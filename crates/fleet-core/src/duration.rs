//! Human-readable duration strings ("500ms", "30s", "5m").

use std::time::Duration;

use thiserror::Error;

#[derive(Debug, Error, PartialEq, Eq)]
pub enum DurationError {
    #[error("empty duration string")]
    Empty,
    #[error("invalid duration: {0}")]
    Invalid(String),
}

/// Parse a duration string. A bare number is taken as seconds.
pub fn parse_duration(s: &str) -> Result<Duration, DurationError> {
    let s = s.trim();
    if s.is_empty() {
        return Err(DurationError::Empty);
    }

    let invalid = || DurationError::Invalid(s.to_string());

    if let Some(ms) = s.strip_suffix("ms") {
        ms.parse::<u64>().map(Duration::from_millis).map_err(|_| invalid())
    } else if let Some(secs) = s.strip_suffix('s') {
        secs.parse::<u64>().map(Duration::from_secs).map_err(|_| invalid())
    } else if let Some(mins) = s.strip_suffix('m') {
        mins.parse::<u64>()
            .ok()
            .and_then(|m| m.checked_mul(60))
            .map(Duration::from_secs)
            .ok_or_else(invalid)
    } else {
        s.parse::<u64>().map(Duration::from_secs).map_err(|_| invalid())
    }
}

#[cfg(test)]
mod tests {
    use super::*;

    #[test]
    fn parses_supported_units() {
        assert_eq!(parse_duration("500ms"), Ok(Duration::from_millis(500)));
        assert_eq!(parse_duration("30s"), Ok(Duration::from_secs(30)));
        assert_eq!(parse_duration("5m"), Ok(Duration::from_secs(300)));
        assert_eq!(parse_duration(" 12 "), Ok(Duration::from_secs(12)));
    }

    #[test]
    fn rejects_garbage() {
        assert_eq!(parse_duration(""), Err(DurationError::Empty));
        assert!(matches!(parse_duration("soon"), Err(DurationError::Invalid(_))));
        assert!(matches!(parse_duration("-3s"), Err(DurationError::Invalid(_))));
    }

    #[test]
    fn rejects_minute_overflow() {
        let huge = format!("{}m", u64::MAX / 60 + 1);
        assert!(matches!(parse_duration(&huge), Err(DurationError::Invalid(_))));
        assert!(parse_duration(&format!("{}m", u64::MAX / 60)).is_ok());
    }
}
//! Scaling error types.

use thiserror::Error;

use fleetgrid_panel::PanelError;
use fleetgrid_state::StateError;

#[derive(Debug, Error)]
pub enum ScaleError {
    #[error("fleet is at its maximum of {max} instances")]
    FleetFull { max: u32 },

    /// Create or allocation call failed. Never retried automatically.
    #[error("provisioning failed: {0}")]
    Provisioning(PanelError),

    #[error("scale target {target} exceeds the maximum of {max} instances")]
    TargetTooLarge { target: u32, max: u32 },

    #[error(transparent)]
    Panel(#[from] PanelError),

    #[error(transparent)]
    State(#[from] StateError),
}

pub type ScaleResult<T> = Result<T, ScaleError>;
==============================
Reproduce exactly the final stretch of the listing, starting at the line that contains "u32, max: u32" and ending with the last line.

    TargetTooLarge { target: u32, max: u32 },

    #[error(transparent)]
    Panel(#[from] PanelError),

    #[error(transparent)]
    State(#[from] StateError),
}

pub type ScaleResult<T> = Result<T, ScaleError>;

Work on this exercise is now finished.